Comparing Figure 2 and Figure 3 reveals that the SVM classifier achieves better classification results than the Decision Tree, KNN and Naïve Bayes. The results confirm the findings of Sharma and Dey (2012) and Oma et al. (2014). In the former study, researchers explore the applicability of five feature selection methods (Document Frequency, IG, Gain Ratio, CHI, and Relief-F) and seven machine learning based classification techniques (Naive Bayes, SVM, Maximum Entropy, Decision Tree, KNN, Winnow, and Adaboost) for sentiment analysis on online movie reviews dataset. The experimental results show that CHI achieves better performance than IG for feature selection and SVM performs better than other techniques for sentiment-based classification. In the latter study, researchers present an empirical comparison of three classifiers (SVM, Naïve Bayes, and KNN) for Arabic sentiment classification. The experimental results indicate that the SVM classifier outperforms the other techniques for Arabic sentiment-based classification. However, Palaniappan. T and Sundaraj (2014) obtained different results from us. They compared the performance of SVM and KNN classifiers in diagnosis respiratory pathologies using respiratory sounds from R.A.L.E database. The KNN classifier achieved better classification accuracy than SVM. This may be due to the differences between the application areas and the specific classification tasks.

4.2

Rule-based methods

To measure the influence of different rules on sentiment classification, the following seven groups of experiments were designed to conduct the comparative study. The first group of experiments is chosen as the baseline. 1) In the baseline method, KHJ (Nakamura, 1979) is utilized to directly classify sentences. 2) EVTs are complemented to the baseline method. 3) Kaomojis are added to the 2^nd method. 4) REWs are supplemented to the 3^rd method. 5) TIETs are appended to the 4^th method. 6) Negative words are inserted to the 5^th method. 7) Transitional words are introduced in the 6^th method.

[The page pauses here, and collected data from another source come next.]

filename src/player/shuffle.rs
//! Lifecycle of the managed shuffle playlist: locate-or-create, clear,
//! populate with random unique tracks, trim played-through tracks, and keep
//! local bookkeeping reconciled with the provider's actual contents.

use std::collections::HashSet;

use rand::Rng;

use crate::{
    player::{Gateway, Player, PlayerError},
    spotify::ApiError,
    types::PlaylistIdentity,
};

/// How many fill calls pass between bookkeeping reconciliations, per track of
/// target size. A full playlist of 20 gets re-checked about every 80 ticks.
const RECONCILE_PERIOD_FACTOR: u32 = 4;

/// Cap on random offset draws per requested track in [`Player::populate`].
const SAMPLE_ATTEMPT_FACTOR: u32 = 16;
const SAMPLE_ATTEMPT_FLOOR: u32 = 32;

impl<'g, G: Gateway, R: Rng> Player<'g, G, R> {
    /// Adopts the persisted playlist identity, or creates the playlist if
    /// none was ever persisted.
    ///
    /// An adopted playlist is cleared defensively, since a prior process may
    /// have exited mid-session and left stale tracks behind. A newly created
    /// playlist is immediately unfollowed: Spotify has no real playlist
    /// delete, so the managed playlist lives forever as an unfollowed,
    /// library-invisible playlist owned by the same account. That identity
    /// is what gets persisted and reused across restarts.
    ///
    /// Returns the identity record to persist when a playlist was created,
    /// `None` when the persisted one was adopted. The caller owns the store
    /// I/O.
    pub async fn locate_or_create(
        &mut self,
        persisted: Option<PlaylistIdentity>,
        name: String,
    ) -> Result<Option<PlaylistIdentity>, PlayerError> {
        if let Some(identity) = persisted {
            self.state.shuffle.adopt_identity(identity);
            self.clear()
                .await
                .map_err(PlayerError::op("couldn't clear shuffle playlist"))?;
            return Ok(None);
        }

        let created = self
            .gateway
            .create_playlist(&self.state.user_id, name)
            .await
            .map_err(PlayerError::op("couldn't create shuffle playlist"))?;

        self.gateway
            .unfollow_playlist(&created.id)
            .await
            .map_err(PlayerError::op("couldn't unfollow shuffle playlist"))?;

        self.state.shuffle.adopt_identity(PlaylistIdentity {
            href: created.href,
            uri: created.uri,
        });

        Ok(Some(self.state.shuffle.identity()))
    }

    /// Empties the remote playlist with one bulk removal.
    ///
    /// The URIs to remove come from local bookkeeping when it is non-empty,
    /// otherwise from a prefetch of the remote listing. Bookkeeping itself is
    /// left untouched; callers reset it as part of their own atomic step.
    pub(crate) async fn clear(&mut self) -> Result<(), ApiError> {
        let uris = if !self.state.shuffle.tracks.is_empty() {
            self.state.shuffle.tracks.clone()
        } else {
            self.gateway
                .playlist_tracks(&self.state.shuffle.href, &self.state.user_country)
                .await?
        };

        if uris.is_empty() {
            return Ok(());
        }

        self.gateway
            .remove_tracks(&self.state.shuffle.href, uris)
            .await
    }

    /// Adds `count` random tracks from the active context, none of which
    /// duplicate each other or anything already in bookkeeping.
    ///
    /// Samples one random offset of the context's track listing at a time and
    /// keeps the URI if it is new. One bulk add ships all accepted URIs, and
    /// only after it succeeds are they appended to bookkeeping, in the order
    /// chosen. The number of draws is bounded; a context without enough
    /// distinct reachable tracks surfaces as an error instead of stalling the
    /// loop forever.
    pub async fn populate(&mut self, count: u32) -> Result<(), PlayerError> {
        if count == 0 {
            return Ok(());
        }

        let Some(context) = self.state.context.as_ref() else {
            return Err(PlayerError::new(
                "couldn't populate shuffle playlist",
                ApiError::Logic("no active context to draw tracks from".to_string()),
            ));
        };
        let (href, kind, length) = (context.href.clone(), context.kind, context.length);
        let market = self.state.user_country.clone();

        let mut known: HashSet<String> = self.state.shuffle.tracks.iter().cloned().collect();
        let mut chosen: Vec<String> = Vec::with_capacity(count as usize);
        let max_attempts = count * SAMPLE_ATTEMPT_FACTOR + SAMPLE_ATTEMPT_FLOOR;
        let mut attempts = 0;

        while (chosen.len() as u32) < count {
            if attempts >= max_attempts {
                return Err(PlayerError::new(
                    "couldn't populate shuffle playlist",
                    ApiError::Logic(format!(
                        "gave up collecting {} unique tracks after {} draws; context holds too few distinct tracks",
                        count, attempts
                    )),
                ));
            }
            attempts += 1;

            let offset = self.rng.random_range(0..length);
            let uri = self
                .gateway
                .track_at(&href, kind, &market, offset)
                .await
                .map_err(PlayerError::op("couldn't sample random track"))?;

            if let Some(uri) = uri {
                if known.insert(uri.clone()) {
                    chosen.push(uri);
                }
            }
        }

        self.gateway
            .add_tracks(&self.state.shuffle.href, chosen.clone())
            .await
            .map_err(PlayerError::op("couldn't populate shuffle playlist"))?;

        self.state.shuffle.tracks.extend(chosen);
        Ok(())
    }

    /// Drops every track the user has already played through.
    ///
    /// Scans bookkeeping for the currently playing URI; everything strictly
    /// before it is removed remotely in one bulk call, then bookkeeping is
    /// truncated to start at it. A currently playing track at the head, or
    /// one not in bookkeeping at all, is a no-op.
    pub async fn remove_finished_tracks(&mut self, current_uri: &str) -> Result<(), PlayerError> {
        let Some(index) = self
            .state
            .shuffle
            .tracks
            .iter()
            .position(|uri| uri == current_uri)
        else {
            return Ok(());
        };
        if index == 0 {
            return Ok(());
        }

        let finished: Vec<String> = self.state.shuffle.tracks[..index].to_vec();
        self.gateway
            .remove_tracks(&self.state.shuffle.href, finished)
            .await
            .map_err(PlayerError::op("couldn't remove finished tracks"))?;

        self.state.shuffle.tracks.drain(..index);
        Ok(())
    }

    /// Tops bookkeeping back up to the target size.
    ///
    /// Every `4 x target` calls the remote listing is re-fetched and adopted
    /// when the counts disagree, which is the only way to notice that the
    /// user edited the managed playlist by hand. A playlist already at target
    /// size costs no remote calls.
    pub async fn fill(&mut self) -> Result<(), PlayerError> {
        let target = self.state.shuffle.target_len;
        if target == 0 {
            return Ok(());
        }

        self.fills_since_reconcile += 1;
        if self.fills_since_reconcile >= target * RECONCILE_PERIOD_FACTOR {
            self.fills_since_reconcile = 0;
            let remote = self
                .gateway
                .playlist_tracks(&self.state.shuffle.href, &self.state.user_country)
                .await
                .map_err(PlayerError::op("couldn't reconcile shuffle playlist"))?;
            if remote.len() != self.state.shuffle.tracks.len() {
                self.state.shuffle.tracks = remote;
            }
        }

        let current = self.state.shuffle.tracks.len() as u32;
        if current >= target {
            return Ok(());
        }

        self.populate(target - current).await
    }

    /// Moves playback onto the managed playlist unless it is already there.
    ///
    /// Starts at offset 0 and then disables native shuffle: the playlist must
    /// play in the exact order chosen, since randomness was already applied
    /// at selection time.
    pub async fn switch_playback_if_needed(
        &mut self,
        active_context_uri: &str,
    ) -> Result<(), PlayerError> {
        if active_context_uri == self.state.shuffle.uri {
            return Ok(());
        }

        self.gateway
            .start_playback(&self.state.shuffle.uri, 0)
            .await
            .map_err(PlayerError::op("couldn't switch playback to shuffle playlist"))?;

        self.gateway
            .set_shuffle(false)
            .await
            .map_err(PlayerError::op("couldn't disable native shuffle"))
    }
}
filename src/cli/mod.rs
//! # CLI Module
//!
//! User-facing entry points. [`auth`] runs the OAuth PKCE flow once and
//! persists the token; [`run`] starts the polling daemon that tracks playback
//! and maintains the managed shuffle playlist until interrupted.

mod auth;
mod run;

pub use auth::auth;
pub use run::run;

The macro-average and micro-average values are shown in Table 1. The precision, recall and F1 values of each category are demonstrated in Table 2.

Table 1

The results of rule-based methods.

	macro-average	micro-average
Group 1	0.4606	0.5350
Group 2	0.6419	0.6891
Group 3	0.6436	0.6924
Group 4	0.6436	0.6924
Group 5	0.6422	0.6914
Group 6	0.6527	0.6940
Group 7	0.6847	0.7185

Table 2

The classification results of all emotional categories.

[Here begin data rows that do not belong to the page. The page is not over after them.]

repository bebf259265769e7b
use reqwest::Client;

use crate::{
    config,
    spotify::{ApiError, decode, expect_success},
    types::{
        AddTracksRequest, CreatePlaylistRequest, CreatePlaylistResponse, PlaylistTrackPage,
        RemoveTracksRequest, SnapshotResponse, TrackRef,
    },
};

/// Creates a new private playlist owned by the given user.
pub async fn create(
    token: &str,
    user_id: &str,
    name: String,
) -> Result<CreatePlaylistResponse, ApiError> {
    let client = Client::new();
    let api_url = format!(
        "{uri}/users/{user_id}/playlists",
        uri = &config::spotify_apiurl(),
        user_id = user_id
    );

    let body = CreatePlaylistRequest {
        name,
        description: "Automatically managed. Do not edit by hand.".to_string(),
        public: false,
        collaborative: false,
    };

    let response = client
        .post(&api_url)
        .bearer_auth(token)
        .json(&body)
        .send()
        .await?;
    decode::<CreatePlaylistResponse>(response).await
}

/// Unfollows a playlist, hiding it from the user's library.
///
/// Spotify offers no real playlist delete; an unfollowed playlist keeps
/// existing and stays addressable by href/uri, which is exactly what the
/// managed playlist relies on.
pub async fn unfollow(token: &str, playlist_id: &str) -> Result<(), ApiError> {
    let client = Client::new();
    let api_url = format!(
        "{uri}/playlists/{id}/followers",
        uri = &config::spotify_apiurl(),
        id = playlist_id
    );

    let response = client.delete(&api_url).bearer_auth(token).send().await?;
    expect_success(response).await
}

/// Retrieves the full, ordered track URI list of a playlist.
///
/// Pages through `{href}/tracks` with the maximum page size. Entries whose
/// `track` is null (removed or regionally unavailable) are skipped.
pub async fn get_all_tracks(
    token: &str,
    playlist_href: &str,
    market: &str,
) -> Result<Vec<String>, ApiError> {
    let client = Client::new();
    let mut uris: Vec<String> = Vec::new();
    let mut offset: u32 = 0;

    loop {
        let api_url = format!(
            "{href}/tracks?market={market}&limit=50&offset={offset}",
            href = playlist_href,
            market = market,
            offset = offset
        );

        let response = client.get(&api_url).bearer_auth(token).send().await?;
        let page = decode::<PlaylistTrackPage>(response).await?;

        let fetched = page.items.len() as u32;
        uris.extend(
            page.items
                .into_iter()
                .filter_map(|item| item.track.map(|t| t.uri)),
        );

        offset += fetched;
        if fetched == 0 || offset >= page.total || page.next.is_none() {
            break;
        }
    }

    Ok(uris)
}

/// Appends tracks to the end of a playlist in one bulk request.
pub async fn add_tracks(
    token: &str,
    playlist_href: &str,
    uris: Vec<String>,
) -> Result<(), ApiError> {
    let client = Client::new();
    let api_url = format!("{href}/tracks", href = playlist_href);

    let body = AddTracksRequest { uris };

    let response = client
        .post(&api_url)
        .bearer_auth(token)
        .json(&body)
        .send()
        .await?;
    decode::<SnapshotResponse>(response).await?;

    Ok(())
}

/// Removes all occurrences of the given tracks from a playlist in one bulk
/// request.
pub async fn remove_tracks(
    token: &str,
    playlist_href: &str,
    uris: Vec<String>,
) -> Result<(), ApiError> {
    let client = Client::new();
    let api_url = format!("{href}/tracks", href = playlist_href);

    let body = RemoveTracksRequest {
        tracks: uris.into_iter().map(|uri| TrackRef { uri }).collect(),
    };

    let response = client
        .delete(&api_url)
        .bearer_auth(token)
        .json(&body)
        .send()
        .await?;
    decode::<SnapshotResponse>(response).await?;

    Ok(())
}
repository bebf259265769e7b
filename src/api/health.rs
use axum::response::Json;
use serde_json::{Value, json};

pub async fn health() -> Json<Value> {
    Json(json!({
        "status": "ok",
        "version": env!("CARGO_PKG_VERSION")
    }))
}
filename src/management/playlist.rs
use std::{io::Error, path::PathBuf};

use crate::types::PlaylistIdentity;

#[derive(Debug)]
pub enum StoreError {
    IoError(Error),
    SerdeError(serde_json::Error),
}

impl From<Error> for StoreError {
    fn from(err: Error) -> Self {
        StoreError::IoError(err)
    }
}

impl std::fmt::Display for StoreError {
    fn fmt(&self, f: &mut std::fmt::Formatter<'_>) -> std::fmt::Result {
        match self {
            StoreError::IoError(e) => write!(f, "io error: {}", e),
            StoreError::SerdeError(e) => write!(f, "serde error: {}", e),
        }
    }
}

/// Durable home of the managed playlist's identity record.
///
/// The record is written exactly once, when the playlist is first created,
/// and read once per startup. Everything else about the playlist lives
/// remotely or in the engine's in-memory bookkeeping.
pub struct ShufflePlaylistStore;

impl ShufflePlaylistStore {
    /// Reads the persisted identity record, `None` if it was never written.
    pub async fn load() -> Result<Option<PlaylistIdentity>, StoreError> {
        let path = Self::record_path();
        let json = match async_fs::read_to_string(&path).await {
            Ok(json) => json,
            Err(e) if e.kind() == std::io::ErrorKind::NotFound => return Ok(None),
            Err(e) => return Err(StoreError::IoError(e)),
        };

        let identity: PlaylistIdentity =
            serde_json::from_str(&json).map_err(StoreError::SerdeError)?;
        Ok(Some(identity))
    }

    pub async fn persist(identity: &PlaylistIdentity) -> Result<(), StoreError> {
        let path = Self::record_path();
        if let Some(parent) = path.parent() {
            async_fs::create_dir_all(parent)
                .await
                .map_err(StoreError::IoError)?;
        }

        let json = serde_json::to_string_pretty(identity).map_err(StoreError::SerdeError)?;
        async_fs::write(path, json).await.map_err(StoreError::IoError)
    }

    fn record_path() -> PathBuf {
        let mut path = dirs::data_local_dir().unwrap_or_else(|| PathBuf::from("."));
        path.push("trushuffle/state/shuffle_playlist.json");
        path
    }
}
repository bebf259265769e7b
use axum::{Extension, Router, routing::get};
use std::{net::SocketAddr, str::FromStr, sync::Arc};
use tokio::sync::Mutex;

use crate::{api, config, error, types::PkceToken};

pub async fn start_api_server(state: Arc<Mutex<Option<PkceToken>>>) {
    let app = Router::new()
        .route("/health", get(api::health))
        .route("/callback", get(api::callback).layer(Extension(state)));

    let addr = match SocketAddr::from_str(&config::server_addr()) {
        Ok(addr) => addr,
        Err(e) => error!("Failed to parse server address: {}", e),
    };

    let listener = tokio::net::TcpListener::bind(&addr).await.unwrap();
    axum::serve(listener, app).await.unwrap();
}
use base64::{Engine, engine::general_purpose::URL_SAFE_NO_PAD};
use rand::{Rng, distr::Alphanumeric};
use sha2::{Digest, Sha256};

pub fn generate_code_verifier() -> String {
    rand::rng()
        .sample_iter(&Alphanumeric)
        .take(128)
        .map(char::from)
        .collect()
}

pub fn generate_code_challenge(verifier: &str) -> String {
    let hash = Sha256::digest(verifier.as_bytes());
    URL_SAFE_NO_PAD.encode(hash)
}
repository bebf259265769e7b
//! Copies the `.env.example` template into the user's local data directory
//! during the build, so a freshly installed binary finds a configuration
//! example where it expects its `.env` to live.

use std::{env, fs, path::PathBuf};

fn main() -> Result<(), Box<dyn std::error::Error>> {
    // Re-run if the template changes
    println!("cargo:rerun-if-changed=env.example");

    // Where to copy FROM (crate root)
    let manifest_dir = PathBuf::from(env::var("CARGO_MANIFEST_DIR")?);
    let env_example_path = manifest_dir.join(".env.example");

    // Compute target dir (the local data dir) and ensure it exists
    let mut out_dir = dirs::data_local_dir().unwrap_or_else(|| PathBuf::from("."));
    out_dir.push("trushuffle");
    fs::create_dir_all(&out_dir)?;

    // Only copy if the source exists; otherwise warn instead of failing
    if env_example_path.is_file() {
        let contents = fs::read_to_string(&env_example_path)?;
        fs::write(out_dir.join(".env.example"), contents)?;
    } else {
        println!(
            "cargo:warning=env.example not found at {}",
            env_example_path.display()
        );
    }

    Ok(())
}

	Positive			Neutral			Negative
	Precision	Recall	F1	Precision	Recall	F1	Precision	Recall	F1
Group 1	0.8366	0.3282	0.4714	0.4596	0.8967	0.6077	0.4780	0.2216	0.3028
Group2	0.7691	0.7547	0.7618	0.6429	0.6494	0.6462	0.5056	0.5306	0.5178
Group3	0.7713	0.7618	0.7665	0.6478	0.6494	0.6486	0.5042	0.5277	0.5157
Group4	0.7713	0.7618	0.7665	0.6478	0.6494	0.6486	0.5042	0.5277	0.5157
Group 5	0.7713	0.7618	0.7665	0.6475	0.6469	0.6472	0.4986	0.5277	0.5127
Group6	0.7790	0.7508	0.7647	0.6426	0.6562	0.6493	0.5214	0.5685	0.5439
Group7	0.8057	0.7625	0.7835	0.6539	0.6926	0.6727	0.5871	0.6093	0.5980

Compared with the results of the baseline method, it is found that group 2 obviously exceeds the baseline in terms of F1 values in all three categories, i.e. positive, negative and neutral. Thus, it is more efficient to utilize EVTs to predict the emotional categories of sentences than to use the baseline. To explore the causes of the large differences (18.13% in macro-average and 15.41% in micro-average) between the two methods, we further investigate the items of KHJ (Nakamura, 1979) and find that KHJ (Nakamura, 1979) is mainly confined to the written language and lacks of colloquialisms, which leads to poor performance on online information reviews because the latter contains more colloquialisms and fewer formal written expressions than the former. The problem is well resolved in the EVTs as a large number of oral emotional words are supplemented.

According to Table 1, group 3 has achieved a less than 1% improvement compared with the results of group 2. The improvement is tiny because the size of the kaomoji vocabulary is relatively small (84 symbols) and just a small percentage of sentences (less than 3%) contains these kaomojis.

As seen in Table 1, the macro-average and micro-average values of groups 3 and 4 are exactly the same. We attribute the high approximation to the following. 1) In group 4, BEVs are utilized to identify the polarity of REWs, which leads to a large number of overlapping results. If the sentence does not contain BEVs, the REWs are considered to be neutral. We find that in most cases, neutral is not the correct category. 2) If the sentence contains only BEVs of a single emotional polarity or the frequencies of two polarities of BEVs are largely different, the polarity of the sentence is determined without any controversy. Thus, the existence of REWs has little influence on the ultimate decision on polarities. 3) The sentences that contain the REWs only accounts for 1.1% of all the reviews and approximately 0.22% of sentences contain both REWs and BEVs. In other words, only 0.88% of sentences that contain REWs are considered to be neutral. These sentences acquire the same category, i.e. neutral, in groups 3 and 4.

Comparing the results in group 4 and 5, it is found that the F1 values decrease by less than 1%. The reasons for the decrease are summarized as follows. 1) The emotional polarities of TIETs are determined by whether BEVs of opposite polarities exist within the context of two chunks. The out of vocabulary (OOV) problem of BEVs results in a small percentage of misjudgments. 2) Through an investigation into the corpus, we find that the number of reviews containing negative TIETs is much larger than that of positive. The positive-to-negative ratio is close to 1:69. The increase of negative words is larger than that of positive ones. When the negative TIET does not co-occur with the positive BEV, it indirectly results in an increase in the negative BEV. Thus, the precision of the negative category decreased from 50.41% to 49.86%. In addition, the precision of the neutral category decreased from 64.78% to 64.75%.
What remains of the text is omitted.